Stored data entries:

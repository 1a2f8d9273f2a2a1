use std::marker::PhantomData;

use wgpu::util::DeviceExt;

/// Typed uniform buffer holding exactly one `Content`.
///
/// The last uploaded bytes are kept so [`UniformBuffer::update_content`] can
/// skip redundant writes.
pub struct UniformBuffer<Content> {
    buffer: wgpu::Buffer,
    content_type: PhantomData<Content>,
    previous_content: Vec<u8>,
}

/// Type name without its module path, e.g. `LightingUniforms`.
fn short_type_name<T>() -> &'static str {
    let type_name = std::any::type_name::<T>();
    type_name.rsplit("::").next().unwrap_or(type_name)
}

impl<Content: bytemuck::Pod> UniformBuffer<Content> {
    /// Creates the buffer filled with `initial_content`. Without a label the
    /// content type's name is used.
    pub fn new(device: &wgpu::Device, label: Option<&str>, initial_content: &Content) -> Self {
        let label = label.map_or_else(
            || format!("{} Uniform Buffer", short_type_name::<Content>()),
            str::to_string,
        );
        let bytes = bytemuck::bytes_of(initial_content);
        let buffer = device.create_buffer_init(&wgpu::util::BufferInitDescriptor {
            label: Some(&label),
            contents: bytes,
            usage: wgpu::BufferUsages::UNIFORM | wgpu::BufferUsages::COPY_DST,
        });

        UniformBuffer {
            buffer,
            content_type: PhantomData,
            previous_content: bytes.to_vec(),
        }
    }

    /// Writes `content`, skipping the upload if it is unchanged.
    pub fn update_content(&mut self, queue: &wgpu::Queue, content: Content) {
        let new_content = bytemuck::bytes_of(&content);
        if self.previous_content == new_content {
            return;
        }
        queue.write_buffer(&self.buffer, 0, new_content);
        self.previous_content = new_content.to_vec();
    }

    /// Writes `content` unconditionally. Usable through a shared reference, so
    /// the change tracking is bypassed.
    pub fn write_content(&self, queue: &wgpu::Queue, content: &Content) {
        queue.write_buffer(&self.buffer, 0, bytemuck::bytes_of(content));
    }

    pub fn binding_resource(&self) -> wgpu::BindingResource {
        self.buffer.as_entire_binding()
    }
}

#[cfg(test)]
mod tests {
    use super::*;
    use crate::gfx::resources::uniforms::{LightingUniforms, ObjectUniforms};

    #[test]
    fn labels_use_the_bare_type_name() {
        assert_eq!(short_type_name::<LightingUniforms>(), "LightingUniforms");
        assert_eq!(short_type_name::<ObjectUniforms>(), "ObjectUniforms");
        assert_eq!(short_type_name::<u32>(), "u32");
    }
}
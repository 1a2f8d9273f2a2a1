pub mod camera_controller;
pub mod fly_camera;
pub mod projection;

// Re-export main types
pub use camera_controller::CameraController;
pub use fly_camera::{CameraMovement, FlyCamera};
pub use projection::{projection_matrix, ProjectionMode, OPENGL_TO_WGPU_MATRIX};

---

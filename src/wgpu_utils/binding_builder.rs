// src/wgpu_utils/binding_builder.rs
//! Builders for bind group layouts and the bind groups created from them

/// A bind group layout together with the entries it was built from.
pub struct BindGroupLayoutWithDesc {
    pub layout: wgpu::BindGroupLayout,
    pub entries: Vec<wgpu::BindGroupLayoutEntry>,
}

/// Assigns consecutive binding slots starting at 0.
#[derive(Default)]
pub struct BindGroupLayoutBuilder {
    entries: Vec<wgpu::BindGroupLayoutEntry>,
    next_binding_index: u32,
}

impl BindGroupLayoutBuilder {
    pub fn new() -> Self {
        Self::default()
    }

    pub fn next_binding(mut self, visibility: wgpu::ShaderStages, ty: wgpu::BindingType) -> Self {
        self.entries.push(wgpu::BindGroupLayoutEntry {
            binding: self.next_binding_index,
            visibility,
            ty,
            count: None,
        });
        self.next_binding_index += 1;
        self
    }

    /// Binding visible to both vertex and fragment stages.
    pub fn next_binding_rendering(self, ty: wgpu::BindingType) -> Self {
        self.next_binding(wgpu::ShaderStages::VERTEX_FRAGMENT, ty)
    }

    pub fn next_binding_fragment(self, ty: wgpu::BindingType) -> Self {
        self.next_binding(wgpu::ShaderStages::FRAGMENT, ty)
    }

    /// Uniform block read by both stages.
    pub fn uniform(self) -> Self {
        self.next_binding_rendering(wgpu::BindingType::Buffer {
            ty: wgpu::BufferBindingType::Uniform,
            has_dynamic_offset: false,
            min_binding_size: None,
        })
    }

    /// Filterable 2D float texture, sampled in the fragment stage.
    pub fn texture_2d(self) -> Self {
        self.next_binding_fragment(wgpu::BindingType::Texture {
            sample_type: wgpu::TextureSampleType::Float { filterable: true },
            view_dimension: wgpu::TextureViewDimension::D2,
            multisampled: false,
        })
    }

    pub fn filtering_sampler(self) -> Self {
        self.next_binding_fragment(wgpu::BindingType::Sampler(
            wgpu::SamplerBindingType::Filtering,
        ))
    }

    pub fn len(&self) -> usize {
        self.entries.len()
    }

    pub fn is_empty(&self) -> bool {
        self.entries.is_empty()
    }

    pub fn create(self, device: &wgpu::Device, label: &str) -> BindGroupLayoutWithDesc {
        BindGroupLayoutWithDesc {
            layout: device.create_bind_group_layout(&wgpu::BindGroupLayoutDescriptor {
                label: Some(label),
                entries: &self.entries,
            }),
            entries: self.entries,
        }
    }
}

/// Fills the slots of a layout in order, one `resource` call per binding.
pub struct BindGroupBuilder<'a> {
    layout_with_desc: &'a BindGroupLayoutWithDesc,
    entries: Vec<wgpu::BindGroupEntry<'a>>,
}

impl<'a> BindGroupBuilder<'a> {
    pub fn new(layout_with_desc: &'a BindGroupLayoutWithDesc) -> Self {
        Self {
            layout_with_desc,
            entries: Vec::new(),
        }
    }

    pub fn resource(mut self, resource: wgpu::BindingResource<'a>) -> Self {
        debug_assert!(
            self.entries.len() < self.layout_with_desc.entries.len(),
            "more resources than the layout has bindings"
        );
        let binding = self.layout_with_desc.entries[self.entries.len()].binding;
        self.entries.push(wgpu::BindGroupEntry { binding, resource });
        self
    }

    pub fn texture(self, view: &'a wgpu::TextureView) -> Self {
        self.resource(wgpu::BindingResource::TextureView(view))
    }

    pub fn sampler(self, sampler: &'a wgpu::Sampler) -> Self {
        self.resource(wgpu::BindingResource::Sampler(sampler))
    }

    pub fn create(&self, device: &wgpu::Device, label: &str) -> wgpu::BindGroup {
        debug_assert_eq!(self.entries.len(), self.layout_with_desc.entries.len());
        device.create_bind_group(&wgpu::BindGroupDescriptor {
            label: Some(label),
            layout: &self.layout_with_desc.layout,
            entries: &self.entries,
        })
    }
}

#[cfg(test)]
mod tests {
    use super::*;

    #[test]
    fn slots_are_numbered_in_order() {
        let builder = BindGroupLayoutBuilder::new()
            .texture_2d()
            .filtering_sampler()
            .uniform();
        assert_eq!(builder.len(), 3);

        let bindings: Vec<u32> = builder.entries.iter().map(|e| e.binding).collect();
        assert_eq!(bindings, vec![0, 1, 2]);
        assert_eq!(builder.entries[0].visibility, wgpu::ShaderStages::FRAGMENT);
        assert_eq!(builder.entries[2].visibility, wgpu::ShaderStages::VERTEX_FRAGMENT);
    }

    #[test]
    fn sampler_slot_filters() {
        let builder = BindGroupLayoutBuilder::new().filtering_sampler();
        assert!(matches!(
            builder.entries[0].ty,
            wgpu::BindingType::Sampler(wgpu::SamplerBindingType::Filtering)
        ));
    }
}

• EXERCISE AIM:
Every line of the records that includes the word "false" should be gathered.

• OUTPUT:
            has_dynamic_offset: false,
            multisampled: false,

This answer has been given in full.